Tag Archives: PostgreSQL

Ansible: Populating variables with results from a database query

In a recent post I explained the use of command substitution in Ansible, focusing on the stdout and stderr attributes when registering variables and using their contents for server configuration. In this post I share an example of populating Ansible variables from a database query that provides status information that could be used to change a setting or remediate a specific condition.

Querying the database

Here we query a PostgreSQL master database that has an associated hot standby to determine its replication synchronisation status. The SQL is as follows:

select sync_state from pg_stat_replication;

The playbook

If the status is “async” the playbook debug task will fail and echo the current status in a debug message “The standby database is in async replication mode”.

---
- hosts: primary1

pre_tasks:
 - assert: { that: "{{item}} is defined" }
 with_items:
 - db_name
 - db_port

tasks:

- name: Perform database replication sync status check
 shell: >
 psql -p {{db_port}} -d {{db_name}} -U postgres -c "select sync_state from pg_stat_replication;"
 become: true
 become_user: postgres
 register: rep_sync_state

# - debug: var=rep_sync_state

- debug: msg="The standby database is in {{ item[2] }} replication mode"
 with_nested: "{{ rep_sync_state.stdout_lines }}"
 failed_when: "'async' in rep_sync_state.stdout"

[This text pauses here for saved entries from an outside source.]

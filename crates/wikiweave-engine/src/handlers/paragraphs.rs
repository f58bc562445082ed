//! Wraps top-level inline content in `<p>` elements.
//!
//! Works line by line like a block builder: inline content opens a
//! paragraph, a blank line or a block-level tag closes it. Newlines and
//! render-transparent tokens (comments, metas, whitespace) are held until
//! the next content token shows which side of a paragraph boundary they
//! belong on.

use wikiweave_syntax::{Rank, Tag, Token};

use crate::error::TransformError;
use crate::pipeline::{Registration, StageContext, TokenFilter, TransformOutcome, Transformer};
use crate::tokens::{MarkerKind, wrapper_marker};

const RANK: Rank = Rank::from_millis(2950);

const BLOCK_ELEMENTS: &[&str] = &[
    "blockquote", "caption", "center", "dd", "div", "dl", "dt", "h1", "h2", "h3", "h4", "h5",
    "h6", "hr", "li", "ol", "p", "pre", "table", "tbody", "td", "tfoot", "th", "thead", "tr",
    "ul",
];

fn is_block(token: &Token) -> bool {
    token
        .tag()
        .is_some_and(|tag| BLOCK_ELEMENTS.contains(&tag.name.as_str()))
}

fn is_transparent(token: &Token) -> bool {
    match token {
        Token::Comment(_) => true,
        Token::Text(text) => text.value.trim().is_empty(),
        Token::SelfClose(tag) => tag.name.is_element("meta") || tag.name.is_element("link"),
        _ => false,
    }
}

#[derive(Debug, Default)]
pub struct ParagraphWrapper {
    in_paragraph: bool,
    /// Open block elements; content inside them is not wrapped.
    depth: usize,
    held: Vec<Token>,
}

impl ParagraphWrapper {
    fn held_newlines(&self) -> usize {
        self.held
            .iter()
            .filter(|t| matches!(t, Token::Newline(_)))
            .count()
    }

    /// Held tokens up to and including the last held newline.
    fn take_held_lines(&mut self) -> Vec<Token> {
        let split = self
            .held
            .iter()
            .rposition(|t| matches!(t, Token::Newline(_)))
            .map_or(0, |i| i + 1);
        let rest = self.held.split_off(split);
        std::mem::replace(&mut self.held, rest)
    }

    /// End markers held on the paragraph's last line close generated
    /// content that started inside it, so they stay inside too.
    fn close(&mut self, out: &mut Vec<Token>) {
        if self.in_paragraph {
            let line_end = self
                .held
                .iter()
                .position(|t| matches!(t, Token::Newline(_)))
                .unwrap_or(self.held.len());
            if let Some(last) = self.held[..line_end]
                .iter()
                .rposition(|t| wrapper_marker(t) == Some(MarkerKind::End))
            {
                out.extend(self.held.drain(..=last));
            }
            out.push(Token::TagClose(Tag::element("p")));
            self.in_paragraph = false;
        }
    }

    fn open(&mut self, out: &mut Vec<Token>) {
        out.append(&mut self.take_held_lines());
        out.push(Token::TagOpen(Tag::element("p")));
        out.append(&mut self.held);
        self.in_paragraph = true;
    }

    fn content(&mut self, token: Token) -> Vec<Token> {
        let mut out = Vec::new();
        if self.in_paragraph && self.held_newlines() >= 2 {
            self.close(&mut out);
        }
        if self.in_paragraph {
            out.append(&mut self.held);
        } else {
            self.open(&mut out);
        }
        out.push(token);
        out
    }

    fn block(&mut self, token: Token) -> Vec<Token> {
        let mut out = Vec::new();
        self.close(&mut out);
        out.append(&mut self.held);
        match &token {
            Token::TagOpen(_) => self.depth += 1,
            Token::TagClose(_) => self.depth = self.depth.saturating_sub(1),
            _ => {}
        }
        out.push(token);
        out
    }
}

impl Transformer for ParagraphWrapper {
    fn name(&self) -> &'static str {
        "ParagraphWrapper"
    }

    fn registrations(&self) -> Vec<Registration> {
        vec![Registration::new(RANK, TokenFilter::Any)]
    }

    fn apply(
        &mut self,
        token: Token,
        _rank: Rank,
        _cx: &StageContext,
    ) -> Result<TransformOutcome, TransformError> {
        if is_block(&token) {
            return Ok(TransformOutcome::Emit(self.block(token)));
        }
        if self.depth > 0 {
            return Ok(TransformOutcome::Pass(token));
        }
        let out = match token {
            Token::EndOfInput(_) => {
                let mut out = Vec::new();
                self.close(&mut out);
                out.append(&mut self.held);
                out.push(token);
                out
            }
            Token::Newline(_) => {
                self.held.push(token);
                Vec::new()
            }
            token if is_transparent(&token) => {
                self.held.push(token);
                Vec::new()
            }
            token => self.content(token),
        };
        Ok(TransformOutcome::Emit(out))
    }

    fn reset(&mut self) {
        self.in_paragraph = false;
        self.depth = 0;
        self.held.clear();
    }
}

#[cfg(test)]
mod tests {
    use super::*;
    use crate::test_support::stage_context;
    use crate::tokens::meta;
    use pretty_assertions::assert_eq;
    use rstest::rstest;
    use wikiweave_syntax::Tokenizer;

    fn outline(tokens: &[Token]) -> String {
        tokens
            .iter()
            .map(|t| match t {
                Token::TagOpen(tag) => format!("<{}>", tag.name),
                Token::TagClose(tag) => format!("</{}>", tag.name),
                Token::SelfClose(tag) => format!("<{}/>", tag.name),
                Token::Newline(_) => "\n".to_string(),
                Token::Text(text) => text.value.clone(),
                Token::Comment(c) => format!("<!--{}-->", c.value),
                Token::EndOfInput(_) => String::new(),
            })
            .collect()
    }

    fn run_with(source: &str, cx: &StageContext) -> Vec<Token> {
        let mut wrapper = ParagraphWrapper::default();
        let mut out = Vec::new();
        for token in Tokenizer::default().tokenize(source, 0).unwrap() {
            match wrapper.apply(token, RANK, cx).unwrap() {
                TransformOutcome::Pass(token) => out.push(token),
                TransformOutcome::Emit(tokens) => out.extend(tokens),
                _ => panic!("unexpected outcome"),
            }
        }
        out
    }

    #[rstest]
    #[case("a\nb", "<p>a\nb</p>")]
    #[case("a\n\nb", "<p>a</p>\n\n<p>b</p>")]
    #[case("== h ==\ntext", "<h2> h </h2>\n<p>text</p>")]
    #[case("a\n<div>b</div>", "<p>a</p>\n<div>b</div>")]
    #[case("<!--c-->\nx", "<!--c-->\n<p>x</p>")]
    #[case("x\n", "<p>x</p>\n")]
    fn wrapping(#[case] source: &str, #[case] expected: &str) {
        assert_eq!(outline(&run_with(source, &stage_context())), expected);
    }

    fn end_marker() -> Token {
        Token::SelfClose(meta("mw:Transclusion/End").with_attr("about", "#mwt0"))
    }

    fn run_tokens(tokens: Vec<Token>) -> String {
        let cx = stage_context();
        let mut wrapper = ParagraphWrapper::default();
        let mut out = Vec::new();
        for token in tokens {
            match wrapper.apply(token, RANK, &cx).unwrap() {
                TransformOutcome::Pass(token) => out.push(token),
                TransformOutcome::Emit(tokens) => out.extend(tokens),
                _ => panic!("unexpected outcome"),
            }
        }
        outline(&out)
    }

    #[test]
    fn a_trailing_end_marker_stays_in_the_paragraph() {
        let out = run_tokens(vec![
            Token::text("x y", None),
            end_marker(),
            Token::end_of_input(None),
        ]);
        assert_eq!(out, "<p>x y<meta/></p>");
    }

    #[test]
    fn an_end_marker_before_a_blank_line_stays_in_the_paragraph() {
        let out = run_tokens(vec![
            Token::text("y", None),
            end_marker(),
            Token::newline(None),
            Token::newline(None),
            Token::text("z", None),
            Token::end_of_input(None),
        ]);
        assert_eq!(out, "<p>y<meta/></p>\n\n<p>z</p>");
    }

    #[test]
    fn an_end_marker_before_a_block_stays_in_the_paragraph() {
        let out = run_tokens(vec![
            Token::text("y", None),
            end_marker(),
            Token::TagOpen(Tag::element("div")),
            Token::TagClose(Tag::element("div")),
            Token::end_of_input(None),
        ]);
        assert_eq!(out, "<p>y<meta/></p><div></div>");
    }
}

Note the use of the “with_nested” parameter to initialise an array, which form the rows returned from the query. In this case, we require the 3rd element ( [2] ) to populate our dynamic variable {{ item }}.

The runtime output

The playbook runtime output is displayed below with the query results highlighted in red.

hot-standby-sync_state2

The debug output

The debug output of the rep_sync_state variable (- debug: var=rep_sync_state ) from the above example displays a wealth of information with all available attributes, as shown below.

hot-standby-sync_state

One step further

Taking the concept one step further, we can query more than 1 table, column or attribute to initialise a two-dimensional array. Then use the data to populate variables and display additional status information as shown in the example below.

hot-standby-sync_state3

The playbook

In order to read each element of the array, we must use the following syntax that includes the split function where we specify the delimiter, in this case a pipe ( | ), plus the required element ( [0] ).

{{ item.split('|')[0] }}
---
- hosts: primary1

pre_tasks:
 - assert: { that: "{{item}} is defined" }
 with_items:
 - db_name
 - db_port

tasks:

- name: Perform database replication sync status check
 shell: >
 psql -p {{db_port}} -d {{db_name}} -U postgres -c "select sync_state, state from pg_stat_replication;"
 become: true
 become_user: postgres
 register: rep_sync_state

- debug: var=rep_sync_state.stdout_lines

- debug: msg="The standby database is in {{ item.split('|')[0] }} mode with {{ item.split('|')[1] }} replication"
 with_items: "{{ rep_sync_state.stdout_lines[2] }}"
 failed_when: "'async' in rep_sync_state.stdout"

PostgreSQL

Fortunately the PostgreSQL psql utility has an “expanded output”  ( \x ) feature that formats the output of a query having multiple fields into 1 record. This provides excellent readability in the stdout debug messages and negates the need to select individual elements from the array as previously described. The playbook and runtime output are shown below.

The playbook

---
- hosts: primary1

 pre_tasks:
 - assert: { that: "{{item}} is defined" }
 with_items:
 - db_name
 - db_port

 tasks:

 - name: Perform database replication sync status check
 shell: "{{ item }}"
 with_items:
 - echo "\x" > /tmp/tmp.sql
 - echo "select * from pg_stat_replication;" >> /tmp/tmp.sql
 become: true
 become_user: postgres

 - shell: cat /tmp/tmp.sql | psql -p {{db_port}} -d {{db_name}} -U postgres
 become: true
 become_user: postgres
 register: rep_sync_state

 - file: dest=/tmp/tmp.sql state=absent

 - debug: var=rep_sync_state.stdout_lines

The runtime output

hot-standby-sync_state4

If anyone has a more elegant way of populating variables or sending multiple commands to a PostgreSQL database without writing a new Ansible module, then please leave a comment.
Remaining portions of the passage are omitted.